Your objective:
Look through the entries below for the string "Rounds", and copy each line where it is found.

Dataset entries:
^^^^

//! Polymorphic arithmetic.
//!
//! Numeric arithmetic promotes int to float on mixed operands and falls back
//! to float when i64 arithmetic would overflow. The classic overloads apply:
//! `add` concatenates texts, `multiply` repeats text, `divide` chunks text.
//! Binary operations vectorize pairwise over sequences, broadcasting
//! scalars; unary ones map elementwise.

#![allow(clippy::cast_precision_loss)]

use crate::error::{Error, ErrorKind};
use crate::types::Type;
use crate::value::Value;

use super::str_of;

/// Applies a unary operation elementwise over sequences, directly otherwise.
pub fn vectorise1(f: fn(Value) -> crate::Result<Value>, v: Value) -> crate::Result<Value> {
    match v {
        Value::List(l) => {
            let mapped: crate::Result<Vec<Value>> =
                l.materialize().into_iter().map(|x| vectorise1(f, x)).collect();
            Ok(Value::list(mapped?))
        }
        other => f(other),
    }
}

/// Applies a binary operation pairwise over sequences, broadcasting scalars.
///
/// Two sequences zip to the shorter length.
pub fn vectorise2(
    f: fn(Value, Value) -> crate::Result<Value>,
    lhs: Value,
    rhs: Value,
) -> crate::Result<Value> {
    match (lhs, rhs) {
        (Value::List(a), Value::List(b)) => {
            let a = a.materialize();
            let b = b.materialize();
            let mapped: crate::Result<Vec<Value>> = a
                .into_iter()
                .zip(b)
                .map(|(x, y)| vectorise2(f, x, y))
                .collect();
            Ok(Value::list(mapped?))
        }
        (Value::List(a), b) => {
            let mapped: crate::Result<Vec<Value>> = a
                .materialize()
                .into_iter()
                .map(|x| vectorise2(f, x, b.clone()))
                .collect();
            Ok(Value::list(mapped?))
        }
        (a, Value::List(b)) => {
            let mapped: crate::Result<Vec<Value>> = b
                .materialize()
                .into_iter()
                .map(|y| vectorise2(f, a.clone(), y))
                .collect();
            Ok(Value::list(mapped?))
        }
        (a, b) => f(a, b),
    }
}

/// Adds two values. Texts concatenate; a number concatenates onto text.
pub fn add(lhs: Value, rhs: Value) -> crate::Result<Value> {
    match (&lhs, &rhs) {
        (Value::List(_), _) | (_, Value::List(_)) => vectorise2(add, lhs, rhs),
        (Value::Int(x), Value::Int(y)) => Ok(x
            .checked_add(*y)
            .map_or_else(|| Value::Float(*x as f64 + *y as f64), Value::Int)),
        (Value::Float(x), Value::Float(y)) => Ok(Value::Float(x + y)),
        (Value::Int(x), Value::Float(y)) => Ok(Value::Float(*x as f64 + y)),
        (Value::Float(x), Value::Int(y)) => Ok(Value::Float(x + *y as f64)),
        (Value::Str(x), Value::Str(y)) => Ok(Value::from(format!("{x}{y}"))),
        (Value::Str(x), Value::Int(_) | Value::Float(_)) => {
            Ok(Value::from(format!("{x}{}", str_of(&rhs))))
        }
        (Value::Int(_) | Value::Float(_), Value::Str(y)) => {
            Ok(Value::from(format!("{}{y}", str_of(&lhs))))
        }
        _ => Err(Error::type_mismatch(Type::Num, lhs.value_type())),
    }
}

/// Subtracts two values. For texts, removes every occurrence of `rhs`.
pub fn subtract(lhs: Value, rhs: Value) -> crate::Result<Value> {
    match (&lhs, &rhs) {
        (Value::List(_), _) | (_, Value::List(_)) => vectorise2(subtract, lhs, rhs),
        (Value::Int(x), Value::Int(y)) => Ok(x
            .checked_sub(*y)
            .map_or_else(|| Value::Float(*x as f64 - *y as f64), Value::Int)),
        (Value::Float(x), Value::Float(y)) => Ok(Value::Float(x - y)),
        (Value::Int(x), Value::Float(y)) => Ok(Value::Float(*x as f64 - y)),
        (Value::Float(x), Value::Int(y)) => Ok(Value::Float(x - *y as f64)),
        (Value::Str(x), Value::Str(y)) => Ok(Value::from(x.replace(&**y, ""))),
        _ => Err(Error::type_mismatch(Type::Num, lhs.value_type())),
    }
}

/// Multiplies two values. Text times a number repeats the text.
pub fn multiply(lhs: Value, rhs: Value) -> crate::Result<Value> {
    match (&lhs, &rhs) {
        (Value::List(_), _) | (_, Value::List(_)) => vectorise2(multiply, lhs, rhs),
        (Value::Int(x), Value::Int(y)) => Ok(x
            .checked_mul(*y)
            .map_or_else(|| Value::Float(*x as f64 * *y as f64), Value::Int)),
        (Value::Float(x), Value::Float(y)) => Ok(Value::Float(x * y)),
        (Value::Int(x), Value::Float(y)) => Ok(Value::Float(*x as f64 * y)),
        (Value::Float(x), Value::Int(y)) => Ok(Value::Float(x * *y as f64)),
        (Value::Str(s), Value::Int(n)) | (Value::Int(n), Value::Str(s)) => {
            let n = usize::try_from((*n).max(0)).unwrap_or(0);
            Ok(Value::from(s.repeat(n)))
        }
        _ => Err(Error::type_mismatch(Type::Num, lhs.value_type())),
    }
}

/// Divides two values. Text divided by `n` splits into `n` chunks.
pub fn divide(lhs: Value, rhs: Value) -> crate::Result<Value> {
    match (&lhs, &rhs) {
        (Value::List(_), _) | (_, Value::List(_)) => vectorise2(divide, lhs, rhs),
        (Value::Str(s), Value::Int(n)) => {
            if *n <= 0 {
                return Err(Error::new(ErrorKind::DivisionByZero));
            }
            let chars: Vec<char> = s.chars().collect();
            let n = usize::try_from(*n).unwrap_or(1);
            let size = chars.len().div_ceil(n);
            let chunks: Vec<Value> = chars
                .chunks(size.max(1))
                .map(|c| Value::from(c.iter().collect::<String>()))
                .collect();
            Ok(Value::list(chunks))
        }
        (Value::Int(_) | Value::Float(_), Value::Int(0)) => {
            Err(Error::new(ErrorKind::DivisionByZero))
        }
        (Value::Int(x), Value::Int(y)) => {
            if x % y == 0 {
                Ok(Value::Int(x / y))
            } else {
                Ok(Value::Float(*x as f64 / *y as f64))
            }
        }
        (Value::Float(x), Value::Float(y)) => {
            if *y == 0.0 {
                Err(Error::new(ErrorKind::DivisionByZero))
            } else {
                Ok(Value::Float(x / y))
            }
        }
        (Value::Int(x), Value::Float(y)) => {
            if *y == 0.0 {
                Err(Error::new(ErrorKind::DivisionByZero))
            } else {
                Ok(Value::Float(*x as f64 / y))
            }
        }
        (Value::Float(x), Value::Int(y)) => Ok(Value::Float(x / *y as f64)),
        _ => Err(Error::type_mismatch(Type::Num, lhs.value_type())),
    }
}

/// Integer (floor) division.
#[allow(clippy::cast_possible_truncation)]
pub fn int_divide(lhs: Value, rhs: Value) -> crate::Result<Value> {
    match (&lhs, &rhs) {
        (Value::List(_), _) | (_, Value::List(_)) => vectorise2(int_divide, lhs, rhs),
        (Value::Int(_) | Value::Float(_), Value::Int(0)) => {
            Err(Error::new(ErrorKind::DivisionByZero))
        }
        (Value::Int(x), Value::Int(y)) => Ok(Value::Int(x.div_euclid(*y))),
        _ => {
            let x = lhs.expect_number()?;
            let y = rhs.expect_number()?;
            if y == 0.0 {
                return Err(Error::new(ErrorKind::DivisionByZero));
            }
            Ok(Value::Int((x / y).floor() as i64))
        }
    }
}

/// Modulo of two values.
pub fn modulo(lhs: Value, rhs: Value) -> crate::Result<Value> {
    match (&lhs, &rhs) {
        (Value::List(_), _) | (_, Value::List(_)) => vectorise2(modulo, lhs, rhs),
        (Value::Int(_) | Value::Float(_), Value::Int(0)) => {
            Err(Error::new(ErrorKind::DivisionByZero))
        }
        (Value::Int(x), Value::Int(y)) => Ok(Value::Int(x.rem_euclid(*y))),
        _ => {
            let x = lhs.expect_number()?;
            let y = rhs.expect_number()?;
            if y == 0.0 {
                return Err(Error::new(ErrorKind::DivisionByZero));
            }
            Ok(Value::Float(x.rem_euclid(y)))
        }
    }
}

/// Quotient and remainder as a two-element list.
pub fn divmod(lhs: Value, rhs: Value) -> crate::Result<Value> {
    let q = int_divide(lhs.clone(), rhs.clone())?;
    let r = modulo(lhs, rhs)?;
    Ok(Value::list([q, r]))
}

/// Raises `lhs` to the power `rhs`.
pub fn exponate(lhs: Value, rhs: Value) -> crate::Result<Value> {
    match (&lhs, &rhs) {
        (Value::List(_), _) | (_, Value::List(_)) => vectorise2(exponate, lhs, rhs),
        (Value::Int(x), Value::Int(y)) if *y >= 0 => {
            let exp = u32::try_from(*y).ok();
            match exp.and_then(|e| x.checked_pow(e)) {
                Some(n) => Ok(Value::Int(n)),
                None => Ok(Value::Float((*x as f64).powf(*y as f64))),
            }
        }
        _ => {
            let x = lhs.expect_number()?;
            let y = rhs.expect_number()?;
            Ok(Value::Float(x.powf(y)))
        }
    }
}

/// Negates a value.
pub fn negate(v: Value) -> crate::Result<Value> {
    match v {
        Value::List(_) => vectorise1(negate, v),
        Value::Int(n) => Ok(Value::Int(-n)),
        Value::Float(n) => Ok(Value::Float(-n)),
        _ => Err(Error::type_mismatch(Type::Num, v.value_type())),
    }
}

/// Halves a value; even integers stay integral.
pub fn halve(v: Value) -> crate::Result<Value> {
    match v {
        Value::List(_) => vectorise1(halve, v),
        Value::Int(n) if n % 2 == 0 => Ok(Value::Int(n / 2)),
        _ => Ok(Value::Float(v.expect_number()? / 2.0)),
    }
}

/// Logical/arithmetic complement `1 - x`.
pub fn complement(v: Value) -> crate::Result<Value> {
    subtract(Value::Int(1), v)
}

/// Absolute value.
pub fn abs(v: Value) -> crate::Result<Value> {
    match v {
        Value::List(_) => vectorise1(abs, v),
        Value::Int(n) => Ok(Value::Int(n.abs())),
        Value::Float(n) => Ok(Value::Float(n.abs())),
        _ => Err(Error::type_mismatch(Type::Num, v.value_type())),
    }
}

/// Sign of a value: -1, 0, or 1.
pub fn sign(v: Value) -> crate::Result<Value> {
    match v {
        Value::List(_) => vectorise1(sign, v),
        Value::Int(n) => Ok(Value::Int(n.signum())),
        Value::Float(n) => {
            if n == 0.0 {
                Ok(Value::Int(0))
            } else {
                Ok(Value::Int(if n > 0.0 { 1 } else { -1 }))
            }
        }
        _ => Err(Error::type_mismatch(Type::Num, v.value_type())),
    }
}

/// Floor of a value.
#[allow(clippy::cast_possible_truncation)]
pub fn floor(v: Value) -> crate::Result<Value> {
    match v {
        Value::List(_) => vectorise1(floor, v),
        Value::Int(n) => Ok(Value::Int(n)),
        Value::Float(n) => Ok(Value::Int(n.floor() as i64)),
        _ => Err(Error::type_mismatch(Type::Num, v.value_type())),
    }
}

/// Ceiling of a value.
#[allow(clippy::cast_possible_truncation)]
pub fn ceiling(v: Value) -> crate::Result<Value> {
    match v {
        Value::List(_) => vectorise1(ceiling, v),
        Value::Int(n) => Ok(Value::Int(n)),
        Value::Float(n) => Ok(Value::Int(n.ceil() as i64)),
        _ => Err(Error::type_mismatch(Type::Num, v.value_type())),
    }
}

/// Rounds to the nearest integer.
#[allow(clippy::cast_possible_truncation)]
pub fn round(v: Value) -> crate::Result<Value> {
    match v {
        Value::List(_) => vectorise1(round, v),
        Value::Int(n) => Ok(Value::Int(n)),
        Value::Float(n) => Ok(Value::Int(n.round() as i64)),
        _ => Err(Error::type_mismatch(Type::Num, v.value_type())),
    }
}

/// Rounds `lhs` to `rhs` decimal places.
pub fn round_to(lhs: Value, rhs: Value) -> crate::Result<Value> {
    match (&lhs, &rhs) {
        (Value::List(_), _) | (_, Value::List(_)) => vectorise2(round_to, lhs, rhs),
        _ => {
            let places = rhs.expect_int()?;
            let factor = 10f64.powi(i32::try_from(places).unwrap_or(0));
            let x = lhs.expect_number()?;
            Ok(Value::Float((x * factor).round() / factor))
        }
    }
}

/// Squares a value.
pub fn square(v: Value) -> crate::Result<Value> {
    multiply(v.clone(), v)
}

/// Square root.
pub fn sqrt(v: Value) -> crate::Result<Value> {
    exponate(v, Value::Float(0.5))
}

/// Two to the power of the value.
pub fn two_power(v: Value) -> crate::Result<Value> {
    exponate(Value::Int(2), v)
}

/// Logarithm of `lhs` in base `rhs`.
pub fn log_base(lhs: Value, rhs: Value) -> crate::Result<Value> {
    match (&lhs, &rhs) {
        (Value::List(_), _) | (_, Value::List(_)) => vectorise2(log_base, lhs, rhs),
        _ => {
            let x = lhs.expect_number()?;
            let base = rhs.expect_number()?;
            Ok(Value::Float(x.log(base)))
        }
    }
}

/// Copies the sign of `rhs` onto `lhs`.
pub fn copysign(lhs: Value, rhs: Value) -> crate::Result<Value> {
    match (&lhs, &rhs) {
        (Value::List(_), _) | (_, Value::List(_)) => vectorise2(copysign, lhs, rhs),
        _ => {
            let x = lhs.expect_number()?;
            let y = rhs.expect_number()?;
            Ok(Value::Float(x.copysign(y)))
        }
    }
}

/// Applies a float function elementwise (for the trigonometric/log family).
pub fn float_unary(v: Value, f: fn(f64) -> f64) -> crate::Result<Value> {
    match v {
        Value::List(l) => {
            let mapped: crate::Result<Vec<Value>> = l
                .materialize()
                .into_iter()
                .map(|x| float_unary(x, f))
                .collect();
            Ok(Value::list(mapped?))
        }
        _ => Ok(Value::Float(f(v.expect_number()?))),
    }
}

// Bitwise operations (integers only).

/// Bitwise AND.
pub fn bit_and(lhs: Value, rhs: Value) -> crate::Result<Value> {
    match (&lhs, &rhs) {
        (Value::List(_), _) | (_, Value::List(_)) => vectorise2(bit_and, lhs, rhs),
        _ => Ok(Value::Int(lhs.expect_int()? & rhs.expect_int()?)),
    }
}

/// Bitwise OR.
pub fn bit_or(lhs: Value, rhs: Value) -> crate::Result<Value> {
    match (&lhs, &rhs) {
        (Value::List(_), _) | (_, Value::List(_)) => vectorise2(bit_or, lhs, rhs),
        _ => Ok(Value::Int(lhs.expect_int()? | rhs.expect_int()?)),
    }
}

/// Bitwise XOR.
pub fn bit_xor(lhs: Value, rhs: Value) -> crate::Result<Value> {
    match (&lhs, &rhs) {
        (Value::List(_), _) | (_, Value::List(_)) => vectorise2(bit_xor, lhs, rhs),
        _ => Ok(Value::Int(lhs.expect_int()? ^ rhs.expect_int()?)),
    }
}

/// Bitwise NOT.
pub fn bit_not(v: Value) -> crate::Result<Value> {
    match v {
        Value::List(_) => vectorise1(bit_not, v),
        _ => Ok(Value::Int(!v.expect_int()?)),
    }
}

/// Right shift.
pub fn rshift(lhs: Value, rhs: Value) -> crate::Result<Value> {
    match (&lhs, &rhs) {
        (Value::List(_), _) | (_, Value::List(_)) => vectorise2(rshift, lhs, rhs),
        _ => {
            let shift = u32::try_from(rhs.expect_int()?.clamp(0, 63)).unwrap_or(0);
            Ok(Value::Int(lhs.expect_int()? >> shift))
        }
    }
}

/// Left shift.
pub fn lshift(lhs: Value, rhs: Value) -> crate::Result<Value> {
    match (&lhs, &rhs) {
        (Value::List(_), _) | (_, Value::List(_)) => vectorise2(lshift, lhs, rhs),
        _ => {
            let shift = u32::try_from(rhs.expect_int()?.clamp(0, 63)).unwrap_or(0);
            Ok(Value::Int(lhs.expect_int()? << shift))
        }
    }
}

^^^^

Answer for this exercise:
/// Rounds to the nearest integer.
/// Rounds `lhs` to `rhs` decimal places.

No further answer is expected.